To create a pull request, go to the repository where the code is stored and click on the “New pull request” button. This will take you to a page where you can compare the changes you have made to the codebase. You can then add a title and a description of the changes you have made. I strongly recommend that you use the description to explain what you have done, and if needed, why you have done it.

Review Request
Figure 1: Example of a pull request on Github

Unlike in software development, where the purpose of the review is usually self-explanatory, in research code, the purpose of the review is often not clear. This is why I always recommend that you add something to describe what you want from the review. I might say “I have made some changes to the code to implement defining of the study population as per the first section of the study protocol (linked here). I would like you to check that the code is correct and that it implements the protocol correctly”. This sets the tone for the review and helps the reviewer to know what to look for. It is also good to understand if you are expecting the reviewer to run the code - usually this means running the code against data. If this is expected then you should make sure that the reviewer has access to the data or you should provide a dummy dataset. This is important as it is very difficult to review code without running it.

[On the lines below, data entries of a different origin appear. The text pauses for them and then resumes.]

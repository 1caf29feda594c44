//! Resolves canonical timezone names to the local date.

use time::{Date, OffsetDateTime, UtcOffset};
use time_tz::{Offset, TimeZone};

use crate::Error;

/// Get the current UTC offset of `canonical_timezone`, e.g. "Pacific/Auckland".
///
/// Returns `None` if the name is not a known IANA timezone.
pub fn get_local_offset(canonical_timezone: &str) -> Option<UtcOffset> {
    time_tz::timezones::get_by_name(canonical_timezone)
        .map(|tz| tz.get_offset_utc(&OffsetDateTime::now_utc()).to_utc())
}

/// Today's date in `canonical_timezone`.
///
/// # Errors
///
/// Returns [Error::InvalidTimezoneError] if the name is not a known timezone.
pub fn local_today(canonical_timezone: &str) -> Result<Date, Error> {
    let offset = get_local_offset(canonical_timezone)
        .ok_or_else(|| Error::InvalidTimezoneError(canonical_timezone.to_owned()))?;

    Ok(OffsetDateTime::now_utc().to_offset(offset).date())
}
//! Defines the transaction store trait.

use crate::{Error, user::UserID};

use super::{
    criteria::TransactionCriteria,
    models::{NewTransaction, Transaction, TransactionId, TransactionUpdate},
};

/// Handles the creation, retrieval, update and deletion of transactions.
///
/// Every method is scoped to a single user. Implementers must never return,
/// change or delete a transaction owned by another user, and must report a
/// transaction owned by another user exactly like a missing one:
/// [Error::NotFound].
pub trait TransactionStore {
    /// Create a new transaction owned by `user_id`.
    ///
    /// The store assigns a fresh ID and sets both audit timestamps.
    fn create(&self, user_id: UserID, builder: NewTransaction) -> Result<Transaction, Error>;

    /// Retrieve one of the user's transactions.
    fn get(&self, user_id: UserID, id: TransactionId) -> Result<Transaction, Error>;

    /// Apply a partial update to one of the user's transactions.
    ///
    /// Either every supplied field is written or none are. `updated_at` is
    /// refreshed even when `update` is empty.
    fn update(
        &self,
        user_id: UserID,
        id: TransactionId,
        update: TransactionUpdate,
    ) -> Result<Transaction, Error>;

    /// Permanently delete one of the user's transactions.
    fn delete(&self, user_id: UserID, id: TransactionId) -> Result<(), Error>;

    /// Fetch the user's transactions that match every criterion.
    ///
    /// Results are ordered newest first by transaction date, then by creation
    /// time, newest first.
    fn fetch(
        &self,
        user_id: UserID,
        criteria: &TransactionCriteria,
    ) -> Result<Vec<Transaction>, Error>;
}
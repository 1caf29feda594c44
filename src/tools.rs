//! Dispatches token-authenticated tool calls to the transaction service.
//!
//! A call names a tool and carries its arguments as a JSON object:
//!
//! ```json
//! {"tool": "get_summary", "arguments": {"transaction_type": "expense"}}
//! ```
//!
//! Tools without arguments take an empty object. Every call produces a
//! [ToolResponse], failures included.

use serde::{Deserialize, Serialize};
use serde_json::{Value, json};

use crate::{
    Error,
    auth::Authenticator,
    transaction::{
        FilterInput, TotalInput, TransactionInput, TransactionPatch, TransactionService,
        TransactionStore, ValidationError,
    },
};

/// A tool invocation with its raw arguments.
#[derive(Debug, Clone, PartialEq, Deserialize)]
#[serde(tag = "tool", content = "arguments", rename_all = "snake_case")]
pub enum ToolCall {
    AddTransaction(TransactionInput),
    BulkAddTransactions { transactions: Vec<TransactionInput> },
    UpdateTransaction(TransactionPatch),
    BulkUpdateTransactions { transactions: Vec<TransactionPatch> },
    DeleteTransaction { transaction_id: String },
    BulkDeleteTransactions { transaction_ids: Vec<String> },
    GetAllTransactions {},
    GetTransactionsByDateRange { start_date: String, end_date: String },
    GetTotal(TotalInput),
    GetTopCategories {},
    GetSummary(FilterInput),
    GetBalance {},
    GetMonthlyReport { year: i32, month: u8 },
    GetCategories {},
}

impl ToolCall {
    /// Parse a tool call from JSON text.
    ///
    /// # Errors
    /// Returns an [Error::Validation] on the field `arguments` if the text is
    /// not a known tool with well formed arguments.
    pub fn from_json(json: &str) -> Result<Self, Error> {
        serde_json::from_str(json).map_err(|error| {
            ValidationError::new("arguments", format!("could not parse the tool call: {error}"))
                .into()
        })
    }

    /// The tool name, as used in the `tool` field.
    pub fn name(&self) -> &'static str {
        match self {
            ToolCall::AddTransaction(_) => "add_transaction",
            ToolCall::BulkAddTransactions { .. } => "bulk_add_transactions",
            ToolCall::UpdateTransaction(_) => "update_transaction",
            ToolCall::BulkUpdateTransactions { .. } => "bulk_update_transactions",
            ToolCall::DeleteTransaction { .. } => "delete_transaction",
            ToolCall::BulkDeleteTransactions { .. } => "bulk_delete_transactions",
            ToolCall::GetAllTransactions {} => "get_all_transactions",
            ToolCall::GetTransactionsByDateRange { .. } => "get_transactions_by_date_range",
            ToolCall::GetTotal(_) => "get_total",
            ToolCall::GetTopCategories {} => "get_top_categories",
            ToolCall::GetSummary(_) => "get_summary",
            ToolCall::GetBalance {} => "get_balance",
            ToolCall::GetMonthlyReport { .. } => "get_monthly_report",
            ToolCall::GetCategories {} => "get_categories",
        }
    }
}

/// The structured result of a tool call.
#[derive(Debug, Clone, PartialEq, Serialize)]
#[serde(tag = "status", rename_all = "snake_case")]
pub enum ToolResponse {
    Success {
        data: Value,
    },
    Error {
        /// A stable tag, see [Error::kind].
        kind: &'static str,
        message: String,
    },
}

impl From<Error> for ToolResponse {
    fn from(error: Error) -> Self {
        ToolResponse::Error {
            kind: error.kind(),
            message: error.public_message(),
        }
    }
}

/// Runs tool calls on behalf of the user that owns the supplied token.
#[derive(Debug, Clone)]
pub struct ToolRunner<A, S> {
    authenticator: A,
    transactions: TransactionService<S>,
}

impl<A, S> ToolRunner<A, S>
where
    A: Authenticator,
    S: TransactionStore,
{
    pub fn new(authenticator: A, transactions: TransactionService<S>) -> Self {
        Self {
            authenticator,
            transactions,
        }
    }

    /// Verify `token` and run `call` for its user.
    ///
    /// Nothing is read or written if the token is rejected.
    pub fn run(&self, token: &str, call: &ToolCall) -> ToolResponse {
        match self.dispatch(token, call) {
            Ok(data) => ToolResponse::Success { data },
            Err(error) => {
                tracing::info!(tool = call.name(), kind = error.kind(), "tool call failed: {error}");
                error.into()
            }
        }
    }

    fn dispatch(&self, token: &str, call: &ToolCall) -> Result<Value, Error> {
        let user_id = self.authenticator.verify(token)?;
        tracing::info!(%user_id, tool = call.name(), "running tool");

        let service = &self.transactions;

        match call {
            ToolCall::AddTransaction(input) => to_data(service.add(user_id, input)?),
            ToolCall::BulkAddTransactions { transactions } => {
                to_data(service.add_many(user_id, transactions)?)
            }
            ToolCall::UpdateTransaction(patch) => to_data(service.update(
                user_id,
                &patch.transaction_id,
                &patch.changes,
            )?),
            ToolCall::BulkUpdateTransactions { transactions } => {
                to_data(service.update_many(user_id, transactions)?)
            }
            ToolCall::DeleteTransaction { transaction_id } => {
                let transaction_id = service.delete(user_id, transaction_id)?;
                Ok(json!({ "deleted": true, "transaction_id": transaction_id }))
            }
            ToolCall::BulkDeleteTransactions { transaction_ids } => {
                to_data(service.delete_many(user_id, transaction_ids)?)
            }
            ToolCall::GetAllTransactions {} => to_data(service.list_all(user_id)?),
            ToolCall::GetTransactionsByDateRange {
                start_date,
                end_date,
            } => to_data(service.list_range(user_id, start_date, end_date)?),
            ToolCall::GetTotal(input) => to_data(service.total(user_id, input)?),
            ToolCall::GetTopCategories {} => to_data(service.top_categories(user_id)?),
            ToolCall::GetSummary(filters) => to_data(service.summary(user_id, filters)?),
            ToolCall::GetBalance {} => to_data(service.balance(user_id)?),
            ToolCall::GetMonthlyReport { year, month } => {
                to_data(service.monthly_report(user_id, *year, *month)?)
            }
            ToolCall::GetCategories {} => to_data(service.categories()),
        }
    }
}

fn to_data(value: impl Serialize) -> Result<Value, Error> {
    serde_json::to_value(value).map_err(|error| {
        tracing::error!("could not serialize tool result: {error}");
        Error::SerializationError(error.to_string())
    })
}
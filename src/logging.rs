//! Sets up the global tracing subscriber.

use std::{fs::OpenOptions, path::Path, sync::Arc};

use tracing_subscriber::{
    EnvFilter, Layer, filter::LevelFilter, layer::SubscriberExt, util::SubscriberInitExt,
};

use crate::Error;

/// Install the global subscriber.
///
/// Human readable logs go to stderr, filtered by `RUST_LOG` if it is set and
/// by `level` otherwise. Stdout is left for command output. If `log_file` is
/// given, everything at DEBUG and above is also appended to that file.
///
/// # Errors
/// Returns an [Error::ConfigurationError] if the log file cannot be opened or
/// a subscriber was already installed.
pub fn init(level: LevelFilter, log_file: Option<&Path>) -> Result<(), Error> {
    let env_filter = EnvFilter::builder()
        .with_default_directive(level.into())
        .from_env_lossy();

    let stderr_log = tracing_subscriber::fmt::layer()
        .with_writer(std::io::stderr)
        .with_target(false)
        .with_filter(env_filter);

    let file_log = match log_file {
        Some(path) => {
            let file = OpenOptions::new()
                .create(true)
                .append(true)
                .open(path)
                .map_err(|error| {
                    Error::ConfigurationError(format!(
                        "could not open log file {}: {error}",
                        path.display()
                    ))
                })?;

            Some(
                tracing_subscriber::fmt::layer()
                    .with_ansi(false)
                    .with_writer(Arc::new(file))
                    .with_filter(LevelFilter::DEBUG),
            )
        }
        None => None,
    };

    tracing_subscriber::registry()
        .with(stderr_log)
        .with(file_log)
        .try_init()
        .map_err(|error| Error::ConfigurationError(error.to_string()))
}
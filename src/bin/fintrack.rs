use std::{io, process::ExitCode};

use clap::{Args, Parser, Subcommand};
use serde::Serialize;

use fintrack_rs::{
    AppState, Error, ToolCall, ToolResponse, ValidatedPassword,
    config::Config,
    db, logging,
    transaction::{FilterInput, TotalInput, TransactionChanges, TransactionInput, TransactionPatch},
};

/// Track expenses and income from the command line.
///
/// Results are printed to stdout as JSON, logs go to stderr.
#[derive(Parser, Debug)]
#[command(version, about, long_about = None)]
struct Cli {
    #[command(flatten)]
    config: Config,

    /// The session token printed by `log-in`.
    #[arg(long, env = "FINTRACK_TOKEN", global = true, hide_env_values = true)]
    token: Option<String>,

    #[command(subcommand)]
    command: Command,
}

#[derive(Subcommand, Debug)]
enum Command {
    /// Create a new user, prompting for the password.
    Register { username: String },
    /// Start a session and print its token.
    LogIn { username: String },
    /// End the current session.
    LogOut,
    /// Change the password, ending every other session.
    ChangePassword,
    /// Record a transaction.
    Add(AddArgs),
    /// Change some fields of a transaction.
    Update(UpdateArgs),
    /// Delete a transaction.
    Delete { transaction_id: String },
    /// List every transaction, newest first.
    List,
    /// List the transactions between two dates, inclusive.
    Range { start_date: String, end_date: String },
    /// Total expenses and credits, optionally filtered.
    Total {
        #[arg(long)]
        start_date: Option<String>,
        #[arg(long)]
        end_date: Option<String>,
        #[arg(long)]
        category: Option<String>,
    },
    /// The largest expenses and credits.
    Top,
    /// Statistics and a category breakdown for the matching transactions.
    Summary(SummaryArgs),
    /// Total expenses and credits over all time.
    Balance,
    /// The report for one calendar month.
    Monthly { year: i32, month: u8 },
    /// List the categories and their suggested tags.
    Categories,
    /// Run a tool call given as JSON, e.g. '{"tool": "get_balance", "arguments": {}}'.
    Call {
        #[arg(long)]
        json: String,
    },
}

#[derive(Args, Debug)]
struct AddArgs {
    /// The amount, e.g. 12.50.
    amount: String,
    category: String,
    /// Either "expense" or "credit".
    transaction_type: String,
    #[arg(long)]
    payment_method: Option<String>,
    #[arg(long)]
    status: Option<String>,
    #[arg(long)]
    frequency: Option<String>,
    /// Defaults to today in the configured timezone.
    #[arg(long)]
    date: Option<String>,
    /// Comma separated tags.
    #[arg(long)]
    tags: Option<String>,
    #[arg(long)]
    notes: Option<String>,
}

#[derive(Args, Debug)]
struct UpdateArgs {
    transaction_id: String,
    #[arg(long)]
    amount: Option<String>,
    #[arg(long)]
    category: Option<String>,
    #[arg(long)]
    transaction_type: Option<String>,
    #[arg(long)]
    payment_method: Option<String>,
    #[arg(long)]
    status: Option<String>,
    #[arg(long)]
    frequency: Option<String>,
    #[arg(long)]
    date: Option<String>,
    /// Comma separated tags, an empty string clears them.
    #[arg(long)]
    tags: Option<String>,
    /// An empty string clears the notes.
    #[arg(long)]
    notes: Option<String>,
}

#[derive(Args, Debug)]
struct SummaryArgs {
    #[arg(long)]
    transaction_type: Option<String>,
    #[arg(long)]
    category: Option<String>,
    #[arg(long)]
    tags: Option<String>,
    #[arg(long)]
    payment_method: Option<String>,
    #[arg(long)]
    status: Option<String>,
    #[arg(long)]
    frequency: Option<String>,
    #[arg(long)]
    start_date: Option<String>,
    #[arg(long)]
    end_date: Option<String>,
}

fn main() -> ExitCode {
    let cli = Cli::parse();

    if let Err(error) = logging::init(cli.config.log_level, cli.config.log_file.as_deref()) {
        print_error(error);
        return ExitCode::FAILURE;
    }

    match run(cli) {
        Ok(true) => ExitCode::SUCCESS,
        Ok(false) => ExitCode::FAILURE,
        Err(error) => {
            tracing::error!("{error}");
            print_json(&ToolResponse::from(error));
            ExitCode::FAILURE
        }
    }
}

/// Run the command, returning whether it succeeded.
fn run(cli: Cli) -> Result<bool, Error> {
    let connection = db::open(&cli.config.db_path)?;
    let state = AppState::new(connection, &cli.config)?;

    let call = match cli.command {
        Command::Register { username } => {
            let Some(password) = prompt_new_password(&[username.as_str()])? else {
                return Ok(false);
            };
            let user = state.authenticator.register(&username, &password)?;
            print_json(&ToolResponse::Success {
                data: serde_json::json!({
                    "user_id": user.id,
                    "username": user.username.as_str(),
                }),
            });
            return Ok(true);
        }
        Command::LogIn { username } => {
            let password = prompt_password("Password: ")?;
            let issued = state.authenticator.log_in(&username, &password)?;
            print_json(&ToolResponse::Success {
                data: to_json(issued)?,
            });
            return Ok(true);
        }
        Command::LogOut => {
            state.authenticator.log_out(&required_token(&cli.token)?)?;
            print_json(&ToolResponse::Success {
                data: serde_json::json!({ "logged_out": true }),
            });
            return Ok(true);
        }
        Command::ChangePassword => {
            let token = required_token(&cli.token)?;
            let old_password = prompt_password("Current password: ")?;
            let Some(new_password) = prompt_new_password(&[])? else {
                return Ok(false);
            };
            state
                .authenticator
                .change_password(&token, &old_password, &new_password)?;
            print_json(&ToolResponse::Success {
                data: serde_json::json!({ "password_changed": true }),
            });
            return Ok(true);
        }
        Command::Add(args) => ToolCall::AddTransaction(TransactionInput {
            amount: Some(args.amount),
            category: Some(args.category),
            transaction_type: Some(args.transaction_type),
            payment_method: args.payment_method,
            status: args.status,
            frequency: args.frequency,
            transaction_date: args.date,
            tags: args.tags,
            notes: args.notes,
        }),
        Command::Update(args) => ToolCall::UpdateTransaction(TransactionPatch {
            transaction_id: args.transaction_id,
            changes: TransactionChanges {
                amount: args.amount,
                category: args.category,
                transaction_type: args.transaction_type,
                payment_method: args.payment_method,
                status: args.status,
                frequency: args.frequency,
                transaction_date: args.date,
                tags: args.tags,
                notes: args.notes,
            },
        }),
        Command::Delete { transaction_id } => ToolCall::DeleteTransaction { transaction_id },
        Command::List => ToolCall::GetAllTransactions {},
        Command::Range {
            start_date,
            end_date,
        } => ToolCall::GetTransactionsByDateRange {
            start_date,
            end_date,
        },
        Command::Total {
            start_date,
            end_date,
            category,
        } => ToolCall::GetTotal(TotalInput {
            start_date,
            end_date,
            category,
        }),
        Command::Top => ToolCall::GetTopCategories {},
        Command::Summary(args) => ToolCall::GetSummary(FilterInput {
            transaction_type: args.transaction_type,
            category: args.category,
            tags: args.tags,
            payment_method: args.payment_method,
            status: args.status,
            frequency: args.frequency,
            start_date: args.start_date,
            end_date: args.end_date,
        }),
        Command::Balance => ToolCall::GetBalance {},
        Command::Monthly { year, month } => ToolCall::GetMonthlyReport { year, month },
        Command::Categories => ToolCall::GetCategories {},
        Command::Call { json } => ToolCall::from_json(&json)?,
    };

    let response = state.tools.run(&required_token(&cli.token)?, &call);
    let succeeded = matches!(response, ToolResponse::Success { .. });
    print_json(&response);

    Ok(succeeded)
}

fn required_token(token: &Option<String>) -> Result<String, Error> {
    token.clone().ok_or(Error::Unauthenticated)
}

fn to_json(value: impl Serialize) -> Result<serde_json::Value, Error> {
    serde_json::to_value(value).map_err(|error| Error::SerializationError(error.to_string()))
}

fn print_json(response: &ToolResponse) {
    match serde_json::to_string_pretty(response) {
        Ok(json) => println!("{json}"),
        Err(error) => print_error(format!("Could not serialize the response: {error}")),
    }
}

fn prompt_password(prompt: &str) -> Result<String, Error> {
    rpassword::prompt_password(prompt).map_err(|error| {
        Error::ConfigurationError(format!("could not read password from stdin: {error}"))
    })
}

/// Ask for a strong enough new password twice until both entries match.
///
/// Returns `None` if stdin is closed.
fn prompt_new_password(user_inputs: &[&str]) -> Result<Option<String>, Error> {
    loop {
        eprintln!();

        let first_password = match rpassword::prompt_password("Enter a new password: ") {
            Ok(password) => password,
            Err(error) if error.kind() == io::ErrorKind::UnexpectedEof => return Ok(None),
            Err(error) => {
                return Err(Error::ConfigurationError(format!(
                    "could not read password from stdin: {error}"
                )));
            }
        };

        if let Err(error) = ValidatedPassword::new(&first_password, user_inputs) {
            print_error(error);
            continue;
        }

        let second_password = prompt_password("Enter the same password again: ")?;

        if first_password != second_password {
            print_error("Passwords must match, try again.");
            continue;
        }

        return Ok(Some(first_password));
    }
}

fn print_error(error: impl ToString) {
    eprintln!("\x1b[31;1m{}\x1b[0m", error.to_string())
}
//! Implements a struct that holds the state shared by the command line front end.

use std::sync::{Arc, Mutex};

use rusqlite::Connection;

use crate::{
    Error,
    auth::SQLiteAuthenticator,
    config::Config,
    db::initialize,
    tools::ToolRunner,
    transaction::{SQLiteTransactionStore, TransactionService},
};

/// The tool runner wired up to the SQLite backed stores.
pub type SQLiteToolRunner = ToolRunner<SQLiteAuthenticator, SQLiteTransactionStore>;

/// The state of the application.
#[derive(Debug, Clone)]
pub struct AppState {
    /// Registers users and manages their sessions.
    pub authenticator: SQLiteAuthenticator,

    /// Runs the transaction tools for authenticated users.
    pub tools: SQLiteToolRunner,

    /// The local timezone as a canonical timezone name, e.g. "Pacific/Auckland".
    pub local_timezone: String,

    /// The database connection
    pub db_connection: Arc<Mutex<Connection>>,
}

impl AppState {
    /// Create a new [AppState] with a SQLite database connection.
    ///
    /// This function will initialize the database by adding the tables for the domain models.
    ///
    /// # Errors
    /// Returns an error if `config` is invalid or the database cannot be initialized.
    pub fn new(db_connection: Connection, config: &Config) -> Result<Self, Error> {
        config.validate()?;
        initialize(&db_connection)?;

        let connection = Arc::new(Mutex::new(db_connection));
        let authenticator =
            SQLiteAuthenticator::new(connection.clone(), config.session_duration());
        let transactions = TransactionService::new(
            SQLiteTransactionStore::new(connection.clone()),
            &config.timezone,
        );

        Ok(Self {
            tools: ToolRunner::new(authenticator.clone(), transactions),
            authenticator,
            local_timezone: config.timezone.clone(),
            db_connection: connection,
        })
    }
}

I would also recommend that if you anticipate your reviewer is going to need access to any external material, for example, the study protocol, that you link to it in the description. This will save time and make sure they are using the most up to date version.

You can also assign reviewers to the pull request. This is a good idea, as it means that the reviewers will get a notification that there is a pull request that needs reviewing.

Step 2: Review the code

For the reviewer, the next step is to review the code. This can be done in a number of ways, but I would recommend that you start by browsing through the files that have been changed using the Github interface. This is usually done by clicking on the “Files changed” tab. This will show you all the changes that have been made to the codebase. You can then go through these changes and check that they are correct. I usually mark them off as I go along, so that I can keep track of what I have reviewed and what I haven’t.

Review Request
Figure 2: What the reviewer sees when they are first reviewing the code

If you click on the line number on the left-hand side of the screen, you can add comments to the code. You can also drag downwards to highlight a section of code and add a comment to that section. This is a good way of giving feedback on a whole section of code. This makes it much easier to have a conversation about the code as both you and the author can see what you are talking about.

Review Request
Figure 3: A specific comment on a line of code

Github has also introduced a new feature where you can make small edits to the code directly in the review. This is a good way of suggesting small changes to the project that you can just fix yourself, for example, you might find a grammatical error in the readme file, and it is quicker to correct it rather than write a comment asking the author to do it.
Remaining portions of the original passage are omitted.